State how many lines in the following entries contain the word "assert". No other output.

◆ **MATERIALS PROVIDED**
──────────
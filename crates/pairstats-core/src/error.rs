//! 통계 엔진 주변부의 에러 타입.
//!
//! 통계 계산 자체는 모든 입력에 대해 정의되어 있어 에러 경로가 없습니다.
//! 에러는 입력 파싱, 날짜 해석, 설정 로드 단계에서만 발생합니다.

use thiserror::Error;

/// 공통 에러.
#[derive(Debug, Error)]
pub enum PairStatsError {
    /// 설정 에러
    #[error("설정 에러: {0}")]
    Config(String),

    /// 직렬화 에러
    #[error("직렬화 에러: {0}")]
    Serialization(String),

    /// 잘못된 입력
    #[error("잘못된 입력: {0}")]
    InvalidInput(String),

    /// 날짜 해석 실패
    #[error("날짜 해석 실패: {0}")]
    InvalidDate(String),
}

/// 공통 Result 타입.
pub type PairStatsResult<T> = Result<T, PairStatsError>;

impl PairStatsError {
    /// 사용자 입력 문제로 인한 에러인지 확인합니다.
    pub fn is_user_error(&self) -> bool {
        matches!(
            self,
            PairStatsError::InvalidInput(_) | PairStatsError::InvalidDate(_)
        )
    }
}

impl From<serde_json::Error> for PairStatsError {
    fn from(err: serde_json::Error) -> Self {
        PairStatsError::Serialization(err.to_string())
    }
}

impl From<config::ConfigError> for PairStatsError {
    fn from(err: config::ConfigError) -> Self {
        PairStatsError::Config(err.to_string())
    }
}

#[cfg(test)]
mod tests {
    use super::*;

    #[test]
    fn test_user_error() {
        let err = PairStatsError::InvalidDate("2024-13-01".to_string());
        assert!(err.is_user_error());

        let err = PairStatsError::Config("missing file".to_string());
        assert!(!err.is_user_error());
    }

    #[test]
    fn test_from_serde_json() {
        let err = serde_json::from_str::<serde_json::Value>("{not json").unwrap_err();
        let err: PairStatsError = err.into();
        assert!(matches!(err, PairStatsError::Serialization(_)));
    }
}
──────────
◆ **WORKED SOLUTION**
3